Restoring Sight to Blind Rats

An organic retinal prosthesis that uses flexible conductive polymers rather than hard silicon electronics successfully restored sight to blind rats, lasted six to 10 months, and functioned without external power sources or wireless receivers. 

by Kayt Sukel
April 16, 2018

Seventies television aficionados might remember Steve Austin, the Six Million Dollar Man, who was rebuilt with prosthetics, including "bionic" eyes, after a terrible accident. Yet more than 40 years later, eye prosthetics remain, at best, clunky, energy-intensive, and prone to immune system attack. 

An organic retinal prosthesis that uses flexible conductive polymers rather than hard silicon electronics could change that. The device successfully restored sight to blind rats, lasted six to 10 months, and functioned without external power sources or wireless receivers. 

Fabio Benfenati, director of the Italian Institute of Technology's Center for Synaptic Neuroscience and Technology, led the research.

While the Six Million Dollar Man made it look easy, eye prosthetics challenge engineers. As anyone who ever used hard contact lenses knows, their rigid structure is a poor match for the eye's soft, curved surface, even before the immune system gets involved. 

In addition to mechanical and immune system problems, eyes present chemical challenges. Natural discharges of salty tears and other biological fluids can corrode and break down a prosthetic's structures. 
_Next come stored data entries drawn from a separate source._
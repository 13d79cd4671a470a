use std::net::{SocketAddr, ToSocketAddrs};
use std::path::PathBuf;
use std::process::ExitCode;
use std::sync::Arc;

use clap::Parser;
use manifold::commands::{CommandRegistry, StatusCommand};
use manifold::config::{ConfigError, RawInboundAuth, RawProxyConfig};
use manifold::http::authgate::AuthGate;
use manifold::http::oauth::MemoryAuthServerStore;
use manifold::http::streamable::SessionManager;
use manifold::http::AppState;
use manifold::proxy::Proxy;

const EXIT_GENERIC: u8 = 1;
const EXIT_CONFIG: u8 = 2;
const EXIT_INBOUND_AUTH: u8 = 3;

#[derive(Parser, Debug)]
#[command(name = "manifold", about = "MCP multiplexing proxy", version)]
struct Args {
	/// Path to the JSON configuration file.
	#[arg(long)]
	config: Option<PathBuf>,

	#[arg(long, default_value_t = 3100)]
	port: u16,

	#[arg(long, default_value = "127.0.0.1")]
	host: String,

	/// Require this bearer token on inbound requests. Repeatable.
	#[arg(long = "inbound-auth-token")]
	inbound_auth_token: Vec<String>,
}

fn main() -> ExitCode {
	tracing_subscriber::fmt()
		.with_env_filter(
			tracing_subscriber::EnvFilter::try_from_default_env()
				.unwrap_or_else(|_| tracing_subscriber::EnvFilter::new("info")),
		)
		.init();

	let args = Args::parse();
	let runtime = match tokio::runtime::Builder::new_multi_thread().enable_all().build() {
		Ok(rt) => rt,
		Err(e) => {
			eprintln!("failed to start runtime: {e}");
			return ExitCode::from(EXIT_GENERIC);
		},
	};
	match runtime.block_on(run(args)) {
		Ok(()) => ExitCode::SUCCESS,
		Err(e) => {
			tracing::error!("{e:#}");
			ExitCode::from(exit_code_for(&e))
		},
	}
}

fn exit_code_for(e: &anyhow::Error) -> u8 {
	match e.downcast_ref::<ConfigError>() {
		Some(ConfigError::InboundAuth(_)) => EXIT_INBOUND_AUTH,
		Some(_) => EXIT_CONFIG,
		None => EXIT_GENERIC,
	}
}

async fn run(args: Args) -> anyhow::Result<()> {
	let mut raw = match &args.config {
		Some(path) => RawProxyConfig::from_file(path).await?,
		None => RawProxyConfig::default(),
	};

	// CLI tokens extend (or establish) bearer inbound auth.
	if !args.inbound_auth_token.is_empty() {
		raw.inbound_auth = Some(match raw.inbound_auth.take() {
			Some(RawInboundAuth::Bearer { mut tokens }) => {
				tokens.extend(args.inbound_auth_token.clone());
				RawInboundAuth::Bearer { tokens }
			},
			_ => RawInboundAuth::Bearer {
				tokens: args.inbound_auth_token.clone(),
			},
		});
	}

	let config = raw.validate()?;
	let gate = Arc::new(AuthGate::new(&config.inbound_auth));

	let mut registry = CommandRegistry::new();
	registry.register(Arc::new(StatusCommand));

	let proxy = Proxy::new(config, registry);
	proxy.connect_all().await;

	let addr = resolve_addr(&args.host, args.port)?;
	let state = AppState {
		proxy: proxy.clone(),
		sessions: SessionManager::new(),
		gate,
		oauth: MemoryAuthServerStore::new(),
	};

	let shutdown_proxy = proxy.clone();
	manifold::http::serve(addr, state, shutdown_signal()).await?;

	shutdown_proxy.shutdown().await;
	Ok(())
}

fn resolve_addr(host: &str, port: u16) -> anyhow::Result<SocketAddr> {
	(host, port)
		.to_socket_addrs()?
		.next()
		.ok_or_else(|| anyhow::anyhow!("could not resolve {host}:{port}"))
}

async fn shutdown_signal() {
	let ctrl_c = async {
		let _ = tokio::signal::ctrl_c().await;
	};
	#[cfg(unix)]
	let terminate = async {
		match tokio::signal::unix::signal(tokio::signal::unix::SignalKind::terminate()) {
			Ok(mut sig) => {
				sig.recv().await;
			},
			Err(_) => std::future::pending::<()>().await,
		}
	};
	#[cfg(not(unix))]
	let terminate = std::future::pending::<()>();

	tokio::select! {
		_ = ctrl_c => {},
		_ = terminate => {},
	}
	tracing::info!("shutdown signal received");
}
use assert_matches::assert_matches;

use super::*;

fn parse(json: &str) -> RawProxyConfig {
	RawProxyConfig::from_json(json).expect("config should parse")
}

#[test]
fn test_round_trip_is_identity() {
	let raw = parse(
		r#"{
			"servers": [
				{"name": "github", "command": "gh-mcp", "args": ["--stdio"]},
				{"name": "search", "transport": {"type": "sse", "url": "https://search.example/sse", "timeoutMs": 5000}},
				{"name": "notes", "transport": {"type": "streamable-http", "url": "http://notes.example/mcp", "reconnect": {"maxAttempts": 3, "backoffMultiplier": 1.5}}}
			],
			"hideTools": ["github__*_admin"],
			"alwaysVisibleTools": ["github__get_me"],
			"defaultPassthroughEnv": ["PATH"],
			"inboundAuth": {"type": "bearer", "tokens": ["secret-token"]}
		}"#,
	);
	let serialized = serde_json::to_string(&raw).expect("config should serialize");
	let reparsed = parse(&serialized);
	assert_eq!(raw, reparsed);
}

#[test]
fn test_unknown_fields_rejected() {
	let result = RawProxyConfig::from_json(r#"{"servers": [], "bogus": true}"#);
	assert!(result.is_err(), "unknown fields must be rejected");
}

#[test]
fn test_unknown_transport_variant_rejected() {
	let result = RawProxyConfig::from_json(
		r#"{"servers": [{"name": "x", "transport": {"type": "carrier-pigeon", "url": "coop://x"}}]}"#,
	);
	assert!(result.is_err(), "unknown transport types must be rejected at parse time");
}

#[test]
fn test_duplicate_server_names_rejected() {
	let raw = parse(r#"{"servers": [{"name": "a", "command": "x"}, {"name": "a", "command": "y"}]}"#);
	assert_matches!(raw.validate(), Err(ConfigError::Invalid(_)));
}

#[test]
fn test_server_requires_command_or_transport() {
	let raw = parse(r#"{"servers": [{"name": "a"}]}"#);
	assert_matches!(raw.validate(), Err(ConfigError::Invalid(_)));
}

#[test]
fn test_server_rejects_command_and_transport() {
	let raw = parse(
		r#"{"servers": [{"name": "a", "command": "x", "transport": {"type": "sse", "url": "https://x.example"}}]}"#,
	);
	assert_matches!(raw.validate(), Err(ConfigError::Invalid(_)));
}

#[test]
fn test_command_shorthand_becomes_stdio_transport() {
	let cfg = parse(r#"{"servers": [{"name": "a", "command": "server-bin", "args": ["--flag"]}]}"#)
		.validate()
		.expect("config should validate");
	let spec = cfg.servers.get("a").expect("server a");
	assert_matches!(
		&spec.transport,
		TransportConfig::Stdio { command, args, .. } if command == "server-bin" && args == &vec!["--flag".to_string()]
	);
}

#[test]
fn test_invalid_timeout_rejected() {
	let raw = parse(
		r#"{"servers": [{"name": "a", "transport": {"type": "sse", "url": "https://x.example", "timeoutMs": 0}}]}"#,
	);
	assert_matches!(raw.validate(), Err(ConfigError::Invalid(_)));
}

#[test]
fn test_backoff_multiplier_must_exceed_one() {
	let raw = parse(
		r#"{"servers": [{"name": "a", "transport": {"type": "websocket", "url": "wss://x.example", "reconnect": {"backoffMultiplier": 1.0}}}]}"#,
	);
	assert_matches!(raw.validate(), Err(ConfigError::Invalid(_)));
}

#[test]
fn test_streamable_http_rejects_non_http_scheme() {
	let raw = parse(
		r#"{"servers": [{"name": "a", "transport": {"type": "streamable-http", "url": "ws://x.example"}}]}"#,
	);
	assert_matches!(raw.validate(), Err(ConfigError::Invalid(_)));
}

#[test]
fn test_bearer_inbound_auth_requires_tokens() {
	let raw = parse(r#"{"inboundAuth": {"type": "bearer", "tokens": []}}"#);
	assert_matches!(raw.validate(), Err(ConfigError::InboundAuth(_)));
}

#[test]
fn test_inbound_auth_unresolved_var_is_fatal() {
	let raw = parse(
		r#"{"inboundAuth": {"type": "bearer", "tokens": ["${MANIFOLD_TEST_THIS_VAR_DOES_NOT_EXIST}"]}}"#,
	);
	assert_matches!(raw.validate(), Err(ConfigError::InboundAuth(_)));
}

#[test]
fn test_auth_endpoint_must_be_absolute_url() {
	let raw = parse(
		r#"{"servers": [{"name": "a", "transport": {"type": "sse", "url": "https://x.example"},
			"auth": {"type": "oauth2-client", "clientId": "id", "clientSecret": "sec", "tokenEndpoint": "/token"}}]}"#,
	);
	assert_matches!(raw.validate(), Err(ConfigError::Invalid(_)));
}

#[test]
fn test_auth_unresolved_var_is_fatal() {
	let raw = parse(
		r#"{"servers": [{"name": "a", "transport": {"type": "sse", "url": "https://x.example"},
			"auth": {"type": "bearer", "token": "${MANIFOLD_TEST_THIS_VAR_DOES_NOT_EXIST}"}}]}"#,
	);
	assert_matches!(raw.validate(), Err(ConfigError::UnresolvedEnv(_)));
}

#[test]
fn test_env_expansion() {
	let vars = std::collections::HashMap::from([("HOME".to_string(), "/home/u".to_string())]);
	assert_eq!(
		env::expand_map("${HOME}/bin", &vars).expect("expansion should succeed"),
		"/home/u/bin"
	);
	assert_eq!(
		env::expand_map("no refs here", &vars).expect("expansion should succeed"),
		"no refs here"
	);
	// An unterminated reference is kept literally.
	assert_eq!(
		env::expand_map("${HOME", &vars).expect("expansion should succeed"),
		"${HOME"
	);
	assert_matches!(
		env::expand_map("${MISSING}", &vars),
		Err(ConfigError::UnresolvedEnv(name)) if name == "MISSING"
	);
}
//! Secret resolution: merges an ordered provider chain into the
//! environment injected into each upstream.
//!
//! Precedence is strictly later-wins:
//! 1. `defaultPassthroughEnv` read from the ambient process environment
//! 2. `defaultSecretProviders` in declared order
//! 3. the upstream's own `secretProviders` in declared order
//! 4. the upstream's inline `env`

pub mod dotenv;

use indexmap::IndexMap;

use crate::config::{ProxyConfig, SecretProviderConfig, UpstreamServerSpec};

#[cfg(test)]
#[path = "secrets_tests.rs"]
mod tests;

/// Resolves the environment for one upstream.
pub async fn resolve(
	spec: &UpstreamServerSpec,
	config: &ProxyConfig,
) -> IndexMap<String, String> {
	let mut merged: IndexMap<String, String> = IndexMap::new();

	for name in &config.default_passthrough_env {
		if let Ok(value) = std::env::var(name) {
			merged.insert(name.clone(), value);
		}
	}

	for provider in &config.default_secret_providers {
		apply_provider(provider, &mut merged).await;
	}
	for provider in &spec.secret_providers {
		apply_provider(provider, &mut merged).await;
	}

	for (k, v) in &spec.env {
		merged.insert(k.clone(), v.clone());
	}

	merged
}

async fn apply_provider(provider: &SecretProviderConfig, merged: &mut IndexMap<String, String>) {
	match provider {
		SecretProviderConfig::Dotenv { path, encoding } => {
			let contents = match tokio::fs::read(path).await {
				Ok(bytes) => decode(bytes, encoding.as_deref()),
				Err(e) => {
					// A missing dotenv file is not fatal; the provider
					// contributes nothing.
					tracing::warn!(path = %path, error = %e, "dotenv file not readable; skipping");
					return;
				},
			};
			let parsed = dotenv::parse(&contents, merged);
			merged.extend(parsed);
		},
		SecretProviderConfig::Process {
			prefix,
			allowlist,
			blocklist,
		} => {
			for (name, value) in std::env::vars() {
				if let Some(prefix) = prefix
					&& !name.starts_with(prefix.as_str())
				{
					continue;
				}
				if let Some(allow) = allowlist
					&& !allow.iter().any(|a| a == &name)
				{
					continue;
				}
				// The blocklist wins over the allowlist.
				if let Some(block) = blocklist
					&& block.iter().any(|b| b == &name)
				{
					continue;
				}
				// The full variable name is preserved; a prefix filter does
				// not strip the prefix from the emitted key.
				merged.insert(name, value);
			}
		},
		SecretProviderConfig::Inline { values } => {
			for (k, v) in values {
				merged.insert(k.clone(), v.clone());
			}
		},
	}
}

fn decode(bytes: Vec<u8>, encoding: Option<&str>) -> String {
	match encoding {
		None | Some("utf-8") | Some("utf8") => String::from_utf8_lossy(&bytes).into_owned(),
		Some(other) => {
			tracing::warn!(encoding = %other, "unsupported dotenv encoding; decoding as utf-8");
			String::from_utf8_lossy(&bytes).into_owned()
		},
	}
}
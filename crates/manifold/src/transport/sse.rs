//! Server-Sent Events transport. Inbound messages arrive as `data:` lines
//! on a long-lived GET stream; outbound messages are POSTed to the same
//! URL. Auth headers are attached to both the GET and every POST.

use std::sync::Arc;
use std::time::Duration;

use futures_util::StreamExt;
use http::header::{ACCEPT, CONTENT_TYPE};
use rmcp::model::ClientJsonRpcMessage;
use sse_stream::SseStream;
use tokio::sync::mpsc;

use super::{
	run_session_loop, serialize_message, ConnectionState, ReconnectPolicy, Shared, Transport,
	TransportError, TransportEvent, EVENT_STREAM_MIME_TYPE, JSON_MIME_TYPE,
};
use crate::auth::AuthProvider;

#[derive(Debug)]
pub struct SseTransport {
	inner: Arc<Inner>,
}

struct Inner {
	shared: Arc<Shared>,
	url: url::Url,
	timeout: Duration,
	auth: Arc<dyn AuthProvider>,
	http: reqwest::Client,
}

impl std::fmt::Debug for Inner {
	fn fmt(&self, f: &mut std::fmt::Formatter<'_>) -> std::fmt::Result {
		f.debug_struct("SseTransport")
			.field("url", &self.url.as_str())
			.field("state", &self.shared.state())
			.finish()
	}
}

impl SseTransport {
	pub fn new(
		name: impl AsRef<str>,
		url: url::Url,
		timeout: Duration,
		reconnect: ReconnectPolicy,
		auth: Arc<dyn AuthProvider>,
		http: reqwest::Client,
	) -> Self {
		Self {
			inner: Arc::new(Inner {
				shared: Shared::new(name, reconnect),
				url,
				timeout,
				auth,
				http,
			}),
		}
	}
}

impl Inner {
	async fn auth_headers(&self) -> Result<http::HeaderMap, TransportError> {
		self
			.auth
			.get_headers()
			.await
			.map_err(|e| TransportError::auth(format!("auth failed: {e}")))
	}

	/// One connection: open the event stream, then pump messages until it
	/// ends.
	async fn session(self: Arc<Self>) -> Result<(), TransportError> {
		let resp = self.open_stream().await?;
		self.shared.set_state(ConnectionState::Connected);
		self.shared.emit(TransportEvent::Ready).await;

		let mut stream = SseStream::from_byte_stream(resp.bytes_stream()).boxed();
		loop {
			tokio::select! {
				_ = self.shared.cancel.cancelled() => return Ok(()),
				event = stream.next() => {
					match event {
						Some(Ok(sse)) => {
							let Some(data) = sse.data else { continue };
							if data.is_empty() {
								continue;
							}
							match super::parse_server_message(&data) {
								Ok(msg) => self.shared.emit(TransportEvent::Message(msg)).await,
								Err(e) => {
									tracing::warn!(transport = %self.shared.name, error = %e, "discarding unparseable event");
									self.shared.emit(TransportEvent::Error(e)).await;
								},
							}
						},
						Some(Err(e)) => {
							tracing::debug!(transport = %self.shared.name, error = %e, "event stream error");
							return Ok(());
						},
						None => return Ok(()),
					}
				},
			}
		}
	}

	async fn open_stream(&self) -> Result<reqwest::Response, TransportError> {
		let mut headers = self.auth_headers().await?;
		let connect = async {
			let resp = self
				.http
				.get(self.url.clone())
				.headers(headers.clone())
				.header(ACCEPT, EVENT_STREAM_MIME_TYPE)
				.send()
				.await
				.map_err(|e| TransportError::connect(format!("SSE connect failed: {e}")))?;
			if resp.status() == http::StatusCode::UNAUTHORIZED {
				// One forced refresh, one retry.
				self
					.auth
					.refresh()
					.await
					.map_err(|e| TransportError::auth(format!("auth refresh failed: {e}")))?;
				headers = self.auth_headers().await?;
				let retry = self
					.http
					.get(self.url.clone())
					.headers(headers.clone())
					.header(ACCEPT, EVENT_STREAM_MIME_TYPE)
					.send()
					.await
					.map_err(|e| TransportError::connect(format!("SSE connect failed: {e}")))?;
				return Ok(retry);
			}
			Ok(resp)
		};
		let resp = tokio::time::timeout(self.timeout, connect)
			.await
			.map_err(|_| TransportError::timeout("SSE connect timed out"))??;
		match resp.status() {
			s if s.is_success() => Ok(resp),
			http::StatusCode::UNAUTHORIZED | http::StatusCode::FORBIDDEN => {
				Err(TransportError::auth(format!("SSE connect rejected: {}", resp.status())))
			},
			s => Err(TransportError::connect(format!("SSE connect failed: {s}"))),
		}
	}
}

#[async_trait::async_trait]
impl Transport for SseTransport {
	async fn start(&self) -> Result<(), TransportError> {
		if !self.inner.shared.begin_start()? {
			return Ok(());
		}
		let inner = self.inner.clone();
		let shared = self.inner.shared.clone();
		tokio::spawn(async move {
			let session_inner = inner.clone();
			run_session_loop(shared, move || {
				let inner = session_inner.clone();
				async move { inner.session().await }
			})
			.await;
		});
		Ok(())
	}

	async fn close(&self) -> Result<(), TransportError> {
		if !self.inner.shared.begin_close() {
			return Ok(());
		}
		self.inner.shared.finish_close().await;
		Ok(())
	}

	async fn send(&self, message: ClientJsonRpcMessage) -> Result<(), TransportError> {
		self.inner.shared.ensure_connected()?;
		let body = serialize_message(&message)?;
		let headers = self.inner.auth_headers().await?;
		let send = async {
			let resp = self
				.inner
				.http
				.post(self.inner.url.clone())
				.headers(headers)
				.header(CONTENT_TYPE, JSON_MIME_TYPE)
				.body(body.clone())
				.send()
				.await
				.map_err(|e| TransportError::connect(format!("SSE post failed: {e}")))?;
			if resp.status() == http::StatusCode::UNAUTHORIZED {
				self
					.inner
					.auth
					.refresh()
					.await
					.map_err(|e| TransportError::auth(format!("auth refresh failed: {e}")))?;
				let headers = self.inner.auth_headers().await?;
				let retry = self
					.inner
					.http
					.post(self.inner.url.clone())
					.headers(headers)
					.header(CONTENT_TYPE, JSON_MIME_TYPE)
					.body(body)
					.send()
					.await
					.map_err(|e| TransportError::connect(format!("SSE post failed: {e}")))?;
				return Ok(retry);
			}
			Ok(resp)
		};
		let resp = tokio::time::timeout(self.inner.timeout, send)
			.await
			.map_err(|_| TransportError::timeout("SSE post timed out"))??;
		if !resp.status().is_success() {
			return Err(TransportError::protocol(format!(
				"SSE post rejected: {}",
				resp.status()
			)));
		}
		Ok(())
	}

	fn state(&self) -> ConnectionState {
		self.inner.shared.state()
	}

	fn session_id(&self) -> Option<String> {
		None
	}

	fn protocol_version(&self) -> Option<String> {
		self.inner.shared.protocol_version()
	}

	fn set_protocol_version(&self, version: String) {
		self.inner.shared.set_protocol_version(version);
	}

	fn take_events(&self) -> Option<mpsc::Receiver<TransportEvent>> {
		self.inner.shared.take_events()
	}
}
To understand how Benfenati's prosthetic eye works, consider the healthy eye. The lens focuses light onto special photoreceptor cells called rods and cones in the retina. These convert light into electrical signals, which activate nearby cells that pass information to neural cells that connect to the brain.

Several neuroscience studies have shown that, when photoreceptor cells have been lost due to disease or injury, researchers can electrically stimulate the brain cells behind the retina directly to restore some lost vision. 

Several researchers and startups have built prosthetic eyes. These use charge coupled devices (CCDs, silicon-based sensors like those found in cameras) to capture light and convert it to electrical pulses. Yet these require lots of onerous hardware, and they face long-term biocompatibility issues.

Read more about cutting-edge enhancement prosthetics from AABME.org. 

To address these issues, Benfenati looked at conjugated polymers, which are more flexible and electrically conductive. The one he chose, poly(3,4-ethylenedioxythiophene)-poly(styrenesulfonate), or PEDOT:PSS, is photovoltaic and converts light into electricity. 

"It's a remarkable material," he says. "We found that when we illuminated these polymers, we could excite and inhibit activity in neurons in a dish. The next step was to create an interface, one we could surgically attach to the eye, so we could try to use these materials to help restore sight in a rat model of blindness."

This required some design ingenuity. The rat eye is tiny, only 6 millimeters or so. The researchers had to buffer the conjugated polymer to create an implant that was flexible enough to be tolerated by a rather finicky body part. 

Instead, the researches created a sandwich. It consisted of a bottom semiconductor, poly(3-hexylthiophene); a middle conductive layer of PEDOT: PSS, and a passive layer of crystallized silk fibroin take from Bombyx Mori cocoons. 

After cutting the device to size, the team surgically implanted it under the retina of blind rats. To their delight, within a month, the rats' pupils began to dilate and contract reflexively when exposed to light. The researchers also measured electrical activity in the retina and increased metabolic activity in the eye, all without any undue friction, inflammation, or infection.

"Our device was able to restore normal vision functioning, both in terms of physiology and behavior, in these animals," says Jose Fernando Maya-Vetencourt, Ph.D., a scientist who works with Benfenati. "We saw nearly 65 percent recovery. The loss of these photoreceptors is the leading cause of adult blindness and does not currently have a treatment. So, our hope is being able to use this kind of device on humans in the future."

Toward that end, Benfenati and Maya-Vetencourt are now testing the device on pigs, an animal model that better reflects human physiology. But before they could start that study, they hit another design challenge--the silk fibroin wasn't working in larger devices.

"Unfortunately, the silk is not so uniform when we try to make the device bigger and use it for larger areas," Maya-Vetencourt says. "Instead, we've found a new material, polyethylene terephthalate, or PET, a plastic used in arterial and peritoneal implants. It can be created in a very similar thickness and is extremely regular on the surface, so the polymer's adhesion is even higher than before."

The researchers hope they will move to human clinical trials within the next few years, starting with a handful of patients. Benfenati and Maya-Vetencourt are confident that they can renovate damaged eyes. They have the technology, they just have to do the testing. 

"Once we work with patients, it will give us even more information on the kind of rescue that is really happening," Benfenati says. "The pig cannot tell us much at all. We cannot get the same information as you can get from a conscious person about what they are experiencing with the prosthetic. Perhaps then we can do even more to make the device comfortable and successful for this kind of blindness that doesn't have any other available treatments."

Kayt Sukel is an independent technology writer based in Houston, TX.